One of the boy's little friends at the time has gluten issues--as in she can't digest the stuff. (I was never for sure if she had Celiac disease or not, but it evidently ran in the family, so there's a chance it was.) So I set my mind to finding something that was kid-friendly, Halloween-themed and gluten-free. Whew, that's a lot of requirements! But luckily the idea of some kind of Jell-o treat popped into my head because I was pretty certain that it's gluten-free, and a person can do all kinds of creepy, kid-friendly, Halloween-themed things with the stuff.

I don't recall now how I came to make Worms in Dirt, also known as Dirt Cups, but that's what I did. I got a package of 9 oz. Solo cups (the squat kind), whipped up some nasty green Jell-o (because nothing appeals to preschoolers more than nasty green Jell-o) and poured it into each cup. After the Jell-o had a chance to set for a bit, I strategically placed some gummy worms into each cup. Some worms were buried in the dirt (but visible thanks to the clear cups), and some were halfway in the Jell-o and halfway out.

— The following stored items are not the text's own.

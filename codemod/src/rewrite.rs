//! Replacement planning and call-site rewriting for one file.

use std::collections::BTreeMap;
use std::ops::Range;

use flagkit_flags::FlagDefinition;
use serde::Serialize;

use crate::call_shape::CallShape;

/// What every call site of a retired flag turns into.
#[derive(Debug, Clone, PartialEq, Eq, Serialize)]
#[serde(tag = "kind", content = "value", rename_all = "kebab-case")]
pub enum Replacement {
    /// Keep the call, name the successor flag instead.
    RenameTo(String),
    /// Inline the production decision.
    Literal(bool),
}

impl std::fmt::Display for Replacement {
    fn fmt(&self, f: &mut std::fmt::Formatter<'_>) -> std::fmt::Result {
        match self {
            Replacement::RenameTo(id) => write!(f, "rename to '{id}'"),
            Replacement::Literal(value) => write!(f, "inline `{value}`"),
        }
    }
}

pub fn resolve_replacement(flag: &FlagDefinition) -> Replacement {
    if let Some(successor) = flag.replaced_by.as_deref() {
        return Replacement::RenameTo(successor.to_string());
    }
    let live = if flag.force_enabled {
        true
    } else if flag.force_disabled {
        false
    } else {
        flag.mode_gates.live
    };
    Replacement::Literal(live)
}

/// One rewritten call expression.
#[derive(Debug, Clone, PartialEq, Eq)]
pub struct RewrittenCall {
    pub shape: CallShape,
    /// Byte span of the call expression in the original text.
    pub span: Range<usize>,
    pub before: String,
    pub after: String,
}

#[derive(Debug, Clone, Default, PartialEq, Eq)]
pub struct FileRewrite {
    pub updated: String,
    pub calls: Vec<RewrittenCall>,
}

impl FileRewrite {
    pub fn is_unchanged(&self) -> bool {
        self.calls.is_empty()
    }

    pub fn shape_counts(&self) -> BTreeMap<CallShape, usize> {
        let mut counts = BTreeMap::new();
        for call in &self.calls {
            *counts.entry(call.shape).or_insert(0) += 1;
        }
        counts
    }
}

/// Rewrite every recognised call of `flag_id` in `text`.
///
/// Shapes are tried in [`CallShape::ALL`] order; a region claimed by an
/// earlier shape is never matched again by a later one.
pub fn rewrite_calls(
    text: &str,
    flag_id: &str,
    replacement: &Replacement,
) -> Result<FileRewrite, regex::Error> {
    let mut calls: Vec<RewrittenCall> = Vec::new();

    for shape in CallShape::ALL {
        let re = shape.regex(flag_id)?;
        for caps in re.captures_iter(text) {
            let Some(call) = caps.name("call") else {
                continue;
            };
            let span = call.range();
            if calls
                .iter()
                .any(|c| c.span.start < span.end && span.start < c.span.end)
            {
                continue;
            }
            let after = match replacement {
                Replacement::Literal(value) => value.to_string(),
                Replacement::RenameTo(successor) => {
                    let part = |name: &str| caps.name(name).map_or("", |m| m.as_str());
                    let arg = part("arg");
                    let quote = &arg[..1];
                    format!(
                        "{}{}{quote}{successor}{quote}{}",
                        part("callee"),
                        part("open"),
                        part("rest")
                    )
                }
            };
            calls.push(RewrittenCall {
                shape,
                span,
                before: call.as_str().to_string(),
                after,
            });
        }
    }

    calls.sort_by_key(|c| c.span.start);

    let mut updated = String::with_capacity(text.len());
    let mut cursor = 0;
    for call in &calls {
        updated.push_str(&text[cursor..call.span.start]);
        updated.push_str(&call.after);
        cursor = call.span.end;
    }
    updated.push_str(&text[cursor..]);

    Ok(FileRewrite { updated, calls })
}

/// 1-based line number of byte `offset`.
pub fn line_of(text: &str, offset: usize) -> usize {
    text[..offset].bytes().filter(|b| *b == b'\n').count() + 1
}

For the dirt, I tracked down some Newman's Own (rest in peace, Paul) wheat-free, dairy-free (I seem to recall now the little girl had dairy issues too) chocolate alphabet cookies. Trust me, you never want to develop issues with digesting gluten and dairy. If these cookies are any indication of what food tastes like without these key ingredients, then let me either starve or my intestines explode from an immune system gone haywire due to deadly exposure to gluten or dairy. In a word, these cookies were nasty. But they crushed well and looked like dirt when sprinkled atop the Jell-o. (That the "dirt" tasted like dirt was a bonus, I suppose.)

In the end, the cups weren't touched because the party also included sandwiches and other lunch-type foods that were served before my snack/dessert. The cups didn't come home, so they undoubtedly met an ignoble end in the garbage. Oh well.

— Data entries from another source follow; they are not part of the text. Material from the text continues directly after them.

impl RegistrySource {
    /// Read and parse the registry at `path`.
    pub fn load(path: &Path, union_type: &str) -> Result<Self> {
        if !path.is_file() {
            return Err(CodemodError::RegistryNotFound {
                path: path.to_path_buf(),
            });
        }
        let text = std::fs::read_to_string(path).map_err(|source| CodemodError::FileRead {
            path: path.to_path_buf(),
            source,
        })?;
        Self::parse(path, text, union_type)
    }

    pub fn parse(path: &Path, text: String, union_type: &str) -> Result<Self> {
        let union_re = Regex::new(&format!(
            r"\btype\s+{}\s*=([^;]*);",
            regex::escape(union_type)
        ))
        .map_err(|e| CodemodError::parse(path, e.to_string()))?;

        let masked = blank_comments(&text);
        let captures = union_re.captures(&masked).ok_or_else(|| {
            CodemodError::parse(path, format!("no `type {union_type} = ...;` declaration"))
        })?;
        let body = captures
            .get(1)
            .ok_or_else(|| CodemodError::parse(path, "empty union declaration"))?;
        let union_body = body.range();

        let mut declarations: Vec<FlagDeclaration> = Vec::new();
        for (id, member_span) in union_members(&text, &masked, union_body.clone()) {
            if declarations.iter().any(|d| d.definition.id == id) {
                return Err(CodemodError::parse(
                    path,
                    format!("flag '{id}' appears twice in {union_type}"),
                ));
            }
            let (block_span, body_span) = find_block(&text, &masked, &id).ok_or_else(|| {
                CodemodError::parse(path, format!("no configuration block for '{id}'"))
            })?;
            let fields = parse_fields(&masked[body_span]);
            let (definition, usage_count) = build_definition(&id, &fields)
                .map_err(|reason| CodemodError::parse(path, format!("flag '{id}': {reason}")))?;
            declarations.push(FlagDeclaration {
                definition,
                usage_count,
                union_member: member_span,
                block: block_span,
            });
        }

        Ok(Self {
            path: path.to_path_buf(),
            text,
            union_body,
            declarations,
        })
    }

    pub fn declarations(&self) -> &[FlagDeclaration] {
        &self.declarations
    }

    pub fn declaration(&self, id: &str) -> Option<&FlagDeclaration> {
        self.declarations.iter().find(|d| d.definition.id == id)
    }

    pub fn ids(&self) -> impl Iterator<Item = &str> {
        self.declarations.iter().map(|d| d.definition.id.as_str())
    }

    pub fn definitions(&self) -> Vec<FlagDefinition> {
        self.declarations
            .iter()
            .map(FlagDeclaration::to_definition)
            .collect()
    }

    /// Source text with `id` removed from both the union and the config
    /// object. `None` when the id is not declared.
    pub fn without_flag(&self, id: &str) -> Option<String> {
        let decl = self.declaration(id)?;

        // Edits are applied back to front so earlier spans stay valid.
        let mut edits: Vec<(Range<usize>, &str)> = vec![(decl.block.clone(), "")];
        if self.declarations.len() == 1 {
            edits.push((self.union_body.clone(), " never"));
        } else {
            edits.push((decl.union_member.clone(), ""));
        }
        edits.sort_by_key(|(span, _)| std::cmp::Reverse(span.start));

        let mut text = self.text.clone();
        for (span, replacement) in edits {
            text.replace_range(span, replacement);
        }
        Some(text)
    }
}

But I found myself two or three years later with two boxes of green Jell-o in my pantry. When the boy asked oh so innocently, "What is Jell-o?" and then asked, "Can we make Jell-o sometime?" as if it were some kind of exotic delicacy, I was all too prepared to meet his request. And what a better way to introduce this oddity to him than to make another round of Worms in Dirt, made with the assistance of my human sous-chef and without the nasty wheat-free, dairy-free chocolate cookies.



I realize that my Worms in Dirt is hardly anything like the many recipes for the same ...er, treat out there on them Internets. But I didn't want to mess with pudding and Cool Whip and other junk.

And Worm Boy.... Well, he discovered quickly that Jell-o isn't anything to savor. He's had one small serving so far, and I suspect this second go-round with Worms in Dirt will meet the same ignoble end that my first go-round did. Oh well.